A good place to start is Frank Ohlhurst’s Big Data Analytics: Turning Big Data into Big Money. This is a business process and workflow treatment of the topic: you won’t find any code samples or URLs of open source repositories here. Ohlhurst, who worked with me at CMP and still writes numerous product reviews for the IT trade press, talks about ways to secure your data, structure it, and mine it for value and insights. It is a great book to give your boss.
Next is Big Data Analytics: Disruptive Technologies for Changing the Game by Arvind Sathi, a data architect for IBM. This is another great book for beginners, and identifies use cases, goes into more detail on the business processes and shows some of the main architectural elements of Big Data.

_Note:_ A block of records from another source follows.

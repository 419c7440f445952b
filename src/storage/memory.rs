//! 内存存储 - 用于测试和演练
//!
//! 指纹由写入内容计算得出（与真实后端一样由存储方分配），
//! 支持注入故障并统计读写次数和未释放的读取流。

use super::{
    ByteStream, ContainerDescriptor, EnsureOutcome, Fingerprint, ListedObject, ObjectDescriptor,
    ObjectStore,
};
use anyhow::{anyhow, bail, Result};
use async_trait::async_trait;
use bytes::{Bytes, BytesMut};
use futures::stream::{self, BoxStream};
use futures::{StreamExt, TryStreamExt};
use std::collections::{BTreeMap, HashSet};
use std::sync::atomic::{AtomicBool, AtomicUsize, Ordering};
use std::sync::{Arc, Mutex, MutexGuard};

/// 读取流按此大小分块
const CHUNK_SIZE: usize = 4;

#[derive(Debug, Clone)]
struct MemObject {
    data: Bytes,
    fingerprint: Fingerprint,
}

type Containers = BTreeMap<String, BTreeMap<String, MemObject>>;

/// 注入的故障
#[derive(Debug, Default)]
struct Faults {
    list_containers: bool,
    ensure: HashSet<String>,
    list_objects: HashSet<String>,
    listing_entry: HashSet<(String, String)>,
    metadata: HashSet<(String, String)>,
    read: HashSet<(String, String)>,
    write: HashSet<(String, String)>,
}

pub struct MemoryStore {
    name: String,
    containers: Mutex<Containers>,
    faults: Mutex<Faults>,
    reads: AtomicUsize,
    writes: AtomicUsize,
    open_streams: Arc<AtomicUsize>,
    offline: AtomicBool,
}

/// 由内容计算指纹
fn content_fingerprint(data: &[u8]) -> Fingerprint {
    Fingerprint::new(format!("0x{}", &blake3::hash(data).to_hex()[..16]))
}

fn key(container: &str, object: &str) -> (String, String) {
    (container.to_string(), object.to_string())
}

impl MemoryStore {
    pub fn new(name: &str) -> Self {
        Self {
            name: format!("memory://{}", name),
            containers: Mutex::new(BTreeMap::new()),
            faults: Mutex::new(Faults::default()),
            reads: AtomicUsize::new(0),
            writes: AtomicUsize::new(0),
            open_streams: Arc::new(AtomicUsize::new(0)),
            offline: AtomicBool::new(false),
        }
    }

    fn containers(&self) -> MutexGuard<'_, Containers> {
        self.containers.lock().unwrap_or_else(|e| e.into_inner())
    }

    fn faults(&self) -> MutexGuard<'_, Faults> {
        self.faults.lock().unwrap_or_else(|e| e.into_inner())
    }

    // ============ 预置数据 ============

    pub fn create_container(&self, name: &str) {
        self.containers().entry(name.to_string()).or_default();
    }

    /// 写入对象，指纹由内容计算
    pub fn put_object(&self, container: &str, object: &str, data: impl Into<Bytes>) -> Fingerprint {
        let data = data.into();
        let fingerprint = content_fingerprint(&data);
        self.put_object_with_fingerprint(container, object, data, fingerprint.clone());
        fingerprint
    }

    /// 写入对象并指定指纹
    pub fn put_object_with_fingerprint(
        &self,
        container: &str,
        object: &str,
        data: impl Into<Bytes>,
        fingerprint: Fingerprint,
    ) {
        self.containers()
            .entry(container.to_string())
            .or_default()
            .insert(
                object.to_string(),
                MemObject {
                    data: data.into(),
                    fingerprint,
                },
            );
    }

    // ============ 查询 ============

    pub fn container_names(&self) -> Vec<String> {
        self.containers().keys().cloned().collect()
    }

    pub fn object_names(&self, container: &str) -> Vec<String> {
        self.containers()
            .get(container)
            .map(|objects| objects.keys().cloned().collect())
            .unwrap_or_default()
    }

    pub fn object_data(&self, container: &str, object: &str) -> Option<Bytes> {
        self.containers()
            .get(container)
            .and_then(|objects| objects.get(object))
            .map(|o| o.data.clone())
    }

    pub fn fingerprint(&self, container: &str, object: &str) -> Option<Fingerprint> {
        self.containers()
            .get(container)
            .and_then(|objects| objects.get(object))
            .map(|o| o.fingerprint.clone())
    }

    /// 打开读取流的次数
    pub fn read_count(&self) -> usize {
        self.reads.load(Ordering::SeqCst)
    }

    /// 成功写入的次数
    pub fn write_count(&self) -> usize {
        self.writes.load(Ordering::SeqCst)
    }

    /// 尚未释放的读取流
    pub fn open_stream_count(&self) -> usize {
        self.open_streams.load(Ordering::SeqCst)
    }

    // ============ 故障注入 ============

    /// 模拟整个账户不可达
    pub fn set_offline(&self, offline: bool) {
        self.offline.store(offline, Ordering::SeqCst);
    }

    pub fn fail_list_containers(&self) {
        self.faults().list_containers = true;
    }

    pub fn fail_ensure_container(&self, container: &str) {
        self.faults().ensure.insert(container.to_string());
    }

    pub fn fail_list_objects(&self, container: &str) {
        self.faults().list_objects.insert(container.to_string());
    }

    /// 列表中的这一项无法描述（如缺少指纹），其余项正常返回
    pub fn fail_listing_entry(&self, container: &str, object: &str) {
        self.faults().listing_entry.insert(key(container, object));
    }

    pub fn fail_metadata(&self, container: &str, object: &str) {
        self.faults().metadata.insert(key(container, object));
    }

    pub fn fail_read(&self, container: &str, object: &str) {
        self.faults().read.insert(key(container, object));
    }

    pub fn fail_write(&self, container: &str, object: &str) {
        self.faults().write.insert(key(container, object));
    }

    fn check_online(&self) -> Result<()> {
        if self.offline.load(Ordering::SeqCst) {
            bail!("{} 不可达: connection refused", self.name);
        }
        Ok(())
    }
}

#[async_trait]
impl ObjectStore for MemoryStore {
    fn name(&self) -> &str {
        &self.name
    }

    async fn list_containers(&self) -> Result<BoxStream<'_, Result<ContainerDescriptor>>> {
        self.check_online()?;
        if self.faults().list_containers {
            bail!("{} 列出容器失败: connection reset", self.name);
        }
        let names = self.container_names();
        Ok(stream::iter(names.into_iter().map(|name| Ok(ContainerDescriptor { name }))).boxed())
    }

    async fn ensure_container(&self, name: &str) -> Result<EnsureOutcome> {
        self.check_online()?;
        if self.faults().ensure.contains(name) {
            bail!("创建容器 {} 失败 (403): AuthorizationPermissionMismatch", name);
        }
        let mut containers = self.containers();
        if containers.contains_key(name) {
            return Ok(EnsureOutcome::AlreadyExists);
        }
        containers.insert(name.to_string(), BTreeMap::new());
        Ok(EnsureOutcome::Created)
    }

    async fn list_objects(
        &self,
        container: &str,
    ) -> Result<BoxStream<'_, Result<ListedObject>>> {
        self.check_online()?;
        if self.faults().list_objects.contains(container) {
            bail!("列出容器 {} 的对象失败", container);
        }
        let broken = self.faults().listing_entry.clone();
        let objects: Vec<ListedObject> = self
            .containers()
            .get(container)
            .ok_or_else(|| anyhow!("容器不存在: {}", container))?
            .iter()
            .map(|(name, o)| {
                if broken.contains(&key(container, name)) {
                    return ListedObject::Unreadable {
                        name: name.clone(),
                        reason: format!("对象 {}/{} 缺少指纹", container, name),
                    };
                }
                ListedObject::Found(ObjectDescriptor {
                    name: name.clone(),
                    fingerprint: o.fingerprint.clone(),
                    size: Some(o.data.len() as u64),
                })
            })
            .collect();
        Ok(stream::iter(objects.into_iter().map(Ok)).boxed())
    }

    async fn get_object_metadata(
        &self,
        container: &str,
        object: &str,
    ) -> Result<Option<ObjectDescriptor>> {
        self.check_online()?;
        if self.faults().metadata.contains(&key(container, object)) {
            bail!("获取 {}/{} 元数据失败: 503 ServerBusy", container, object);
        }
        Ok(self
            .containers()
            .get(container)
            .and_then(|objects| objects.get(object))
            .map(|o| ObjectDescriptor {
                name: object.to_string(),
                fingerprint: o.fingerprint.clone(),
                size: Some(o.data.len() as u64),
            }))
    }

    async fn open_read(&self, container: &str, object: &str) -> Result<ByteStream> {
        self.check_online()?;
        let data = self
            .object_data(container, object)
            .ok_or_else(|| anyhow!("对象不存在: {}/{}", container, object))?;
        self.reads.fetch_add(1, Ordering::SeqCst);

        let fail_midway = self.faults().read.contains(&key(container, object));

        // 流被丢弃时计数归还
        self.open_streams.fetch_add(1, Ordering::SeqCst);
        let guard = scopeguard::guard(self.open_streams.clone(), |open| {
            open.fetch_sub(1, Ordering::SeqCst);
        });

        let mut chunks: Vec<Result<Bytes>> = data
            .chunks(CHUNK_SIZE)
            .map(|c| Ok(Bytes::copy_from_slice(c)))
            .collect();
        if fail_midway {
            chunks.truncate(1);
            chunks.push(Err(anyhow!("读取 {}/{} 时连接中断", container, object)));
        }

        let stream = stream::iter(chunks).map(move |chunk| {
            let _held = &guard;
            chunk
        });
        Ok(Box::pin(stream))
    }

    async fn write_from_stream(
        &self,
        container: &str,
        object: &str,
        mut stream: ByteStream,
    ) -> Result<u64> {
        self.check_online()?;
        let inject = self.faults().write.contains(&key(container, object));

        let mut buffer = BytesMut::new();
        while let Some(chunk) = stream.try_next().await? {
            buffer.extend_from_slice(&chunk);
            if inject {
                bail!("写入 {}/{} 失败: 500 InternalError", container, object);
            }
        }
        if inject {
            bail!("写入 {}/{} 失败: 500 InternalError", container, object);
        }

        let data = buffer.freeze();
        let written = data.len() as u64;
        let mut containers = self.containers();
        let objects = containers
            .get_mut(container)
            .ok_or_else(|| anyhow!("容器不存在: {}", container))?;
        objects.insert(
            object.to_string(),
            MemObject {
                fingerprint: content_fingerprint(&data),
                data,
            },
        );
        self.writes.fetch_add(1, Ordering::SeqCst);
        Ok(written)
    }
}

#[cfg(test)]
mod tests {
    use super::*;

    #[tokio::test]
    async fn test_ensure_container_is_idempotent() {
        let store = MemoryStore::new("dst");
        assert_eq!(store.ensure_container("a").await.unwrap(), EnsureOutcome::Created);
        assert_eq!(
            store.ensure_container("a").await.unwrap(),
            EnsureOutcome::AlreadyExists
        );
    }

    #[tokio::test]
    async fn test_write_assigns_content_fingerprint() {
        let store = MemoryStore::new("dst");
        store.create_container("a");
        let stream: ByteStream = Box::pin(stream::iter(vec![Ok(Bytes::from_static(b"hello"))]));
        let written = store.write_from_stream("a", "x", stream).await.unwrap();

        assert_eq!(written, 5);
        assert_eq!(store.fingerprint("a", "x"), Some(content_fingerprint(b"hello")));
    }

    #[tokio::test]
    async fn test_dropping_read_stream_releases_it() {
        let store = MemoryStore::new("src");
        store.put_object("a", "x", "some bytes");
        let stream = store.open_read("a", "x").await.unwrap();
        assert_eq!(store.open_stream_count(), 1);
        drop(stream);
        assert_eq!(store.open_stream_count(), 0);
    }

    #[tokio::test]
    async fn test_missing_object_metadata_is_none() {
        let store = MemoryStore::new("dst");
        store.create_container("a");
        assert!(store.get_object_metadata("a", "nope").await.unwrap().is_none());
    }
}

If you’re looking for something short and sweet and also free, try What Is Data Science? by Mike Loukides. You get some concrete examples of different kinds of data analysis tools and techniques and practical, real-world examples galore.
Then there is Enterprise Analytics: Optimize Performance, Process, and Decisions Through Big Data by Tom Davenport and several other authors. It covers a wider ground than some of these other books. It addresses topics including Big Data topics and a variety of other analytic techniques.
A more general overview of the major players behind Big Data is The Little Book of Big Data by Noreen Burlingame. It is a short read but a quick way to see who are the vendors making waves with this technology, including Hortonworks, Cloudera, Datameer and Karmasphere.
If you want to get more down and dirty into the technology, then the Hadoop: The Definitive Guide by Tom White is for you. White will take you through building your first Apache Hadoop cluster, the ins and outs of the Hadoop file system, how to set up MapReduce jobs, and using some of the other tools such as Pig, Zookeeper, and Hive. White works for Cloudera, one of the main commercial forces behind Hadoop.
Once you want to get more training, check out Cloudera University and Hortonworks University: both vendors have extensive programs on a multitude of topics relating to Hadoop and its offshoots, some paid and some for free. And Big Data University has dozens of courses all for free too.